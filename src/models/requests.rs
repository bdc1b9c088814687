use serde::Deserialize;
use utoipa::ToSchema;
use validator::Validate;

use super::entities::is_known_model;
use crate::personas;

#[derive(Debug, Deserialize, Validate, ToSchema)]
pub struct CreateConversationRequest {
    #[validate(length(min = 1, message = "persona is required"))]
    pub persona: String,

    /// Completion model override; defaults to the configured model.
    pub model: Option<String>,
}

impl CreateConversationRequest {
    pub fn validate_persona(&self) -> Result<&'static personas::Persona, String> {
        personas::lookup(&self.persona)
            .ok_or_else(|| format!("Persona '{}' not found", self.persona))
    }

    pub fn validate_model(&self) -> Result<(), String> {
        match self.model.as_deref() {
            None => Ok(()),
            Some(id) if is_known_model(id) => Ok(()),
            Some(id) => Err(format!("Unknown model '{id}'")),
        }
    }
}

#[derive(Debug, Deserialize, Validate, ToSchema)]
pub struct SendMessageRequest {
    #[validate(length(max = 4000, message = "content exceeds 4000 characters"))]
    pub content: String,
}

impl SendMessageRequest {
    pub fn validate_content(&self) -> Result<&str, String> {
        let content = self.content.trim();
        if content.is_empty() {
            return Err("content is required".into());
        }
        if content.chars().count() > 4000 {
            return Err("content exceeds 4000 characters".into());
        }
        Ok(content)
    }
}
use axum::{
    Json,
    http::StatusCode,
    response::{IntoResponse, Response},
};
use serde::Serialize;

#[derive(Debug, Serialize)]
struct ErrorBody {
    error: &'static str,
    message: String,
}

#[derive(Debug, thiserror::Error)]
pub enum AppError {
    #[error("{0}")]
    NotFound(String),
    #[error("{0}")]
    BadRequest(String),
    #[error("{0}")]
    ValidationError(String),
    #[error("{0}")]
    ServiceUnavailable(String),
    #[error("Internal server error")]
    Internal(#[from] anyhow::Error),
}

impl AppError {
    pub fn not_found(msg: impl Into<String>) -> Self {
        Self::NotFound(msg.into())
    }
    pub fn bad_request(msg: impl Into<String>) -> Self {
        Self::BadRequest(msg.into())
    }
    pub fn validation_error(msg: impl Into<String>) -> Self {
        Self::ValidationError(msg.into())
    }
    pub fn service_unavailable(msg: impl Into<String>) -> Self {
        Self::ServiceUnavailable(msg.into())
    }

    fn status_and_code(&self) -> (StatusCode, &'static str) {
        match self {
            Self::NotFound(_) => (StatusCode::NOT_FOUND, "not_found"),
            Self::BadRequest(_) => (StatusCode::BAD_REQUEST, "bad_request"),
            Self::ValidationError(_) => (StatusCode::UNPROCESSABLE_ENTITY, "validation_error"),
            Self::ServiceUnavailable(_) => (StatusCode::SERVICE_UNAVAILABLE, "service_unavailable"),
            Self::Internal(_) => (StatusCode::INTERNAL_SERVER_ERROR, "internal_error"),
        }
    }
}

impl IntoResponse for AppError {
    fn into_response(self) -> Response {
        let (status, code) = self.status_and_code();
        let body = ErrorBody {
            error: code,
            message: self.to_string(),
        };
        (status, Json(body)).into_response()
    }
}
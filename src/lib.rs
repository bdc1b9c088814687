pub mod boundary;
pub mod config;
pub mod error;
pub mod models;
pub mod personas;
pub mod routes;
pub mod services;

use std::sync::Arc;
use std::time::Instant;

use axum::Router;
use axum::http::header;
use tower_http::compression::CompressionLayer;
use tower_http::cors::{Any, CorsLayer};
use tower_http::trace::TraceLayer;

use config::Settings;
use services::completion::CompletionClient;
use services::session::SessionStore;

pub struct AppState {
    pub settings: Settings,
    pub start_time: Instant,
    pub http_client: reqwest::Client,
    pub completions: CompletionClient,
    pub sessions: SessionStore,
}

pub fn build_state(settings: Settings) -> Arc<AppState> {
    let http_client = reqwest::Client::new();

    let completions = CompletionClient::groq(
        http_client.clone(),
        &settings.groq_api_key,
        &settings.groq_api_base,
        &settings.groq_model,
        settings.groq_max_tokens,
        settings.groq_temperature,
        settings.groq_timeout,
    );

    let sessions = SessionStore::new(
        settings.session_max_messages,
        settings.history_context_turns,
    );

    Arc::new(AppState {
        settings,
        start_time: Instant::now(),
        http_client,
        completions,
        sessions,
    })
}

pub fn build_router(state: Arc<AppState>) -> Router {
    use axum::routing::{delete, get, post};
    use routes::{chat, health, openapi, personas};

    let cors = build_cors(&state.settings);

    Router::new()
        // Health
        .route("/", get(health::root))
        .route("/health", get(health::health))
        .route("/status", get(health::status))
        // Personas
        .route("/api/v1/personas", get(personas::list_personas))
        .route("/api/v1/personas/{name}", get(personas::get_persona))
        .route(
            "/api/v1/personas/{name}/system-prompt",
            get(personas::get_system_prompt),
        )
        .route("/api/v1/models", get(personas::list_models))
        // Chat
        .route(
            "/api/v1/chat/conversations",
            post(chat::create_conversation),
        )
        .route(
            "/api/v1/chat/conversations/{conversation_id}/messages",
            get(chat::list_messages).post(chat::send_message),
        )
        .route(
            "/api/v1/chat/conversations/{conversation_id}/stream",
            post(chat::stream_message),
        )
        .route(
            "/api/v1/chat/conversations/{conversation_id}",
            delete(chat::delete_conversation),
        )
        // API docs
        .merge(openapi::swagger_ui())
        .layer(CompressionLayer::new())
        .layer(TraceLayer::new_for_http())
        .layer(cors)
        .with_state(state)
}

fn build_cors(settings: &Settings) -> CorsLayer {
    let origins = settings.cors_origins_list();

    if origins.contains(&"*".to_string()) {
        CorsLayer::new()
            .allow_origin(Any)
            .allow_methods(Any)
            .allow_headers(Any)
    } else {
        let allowed: Vec<_> = origins.iter().filter_map(|o| o.parse().ok()).collect();
        use axum::http::Method;
        CorsLayer::new()
            .allow_origin(allowed)
            .allow_methods([Method::GET, Method::POST, Method::DELETE, Method::OPTIONS])
            .allow_headers([
                header::AUTHORIZATION,
                header::CONTENT_TYPE,
                header::ACCEPT,
                header::ORIGIN,
            ])
            .allow_credentials(true)
    }
}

++++

Your answer should consist of each line above in which "services" appears.

pub mod services;
use services::completion::CompletionClient;
use services::session::SessionStore;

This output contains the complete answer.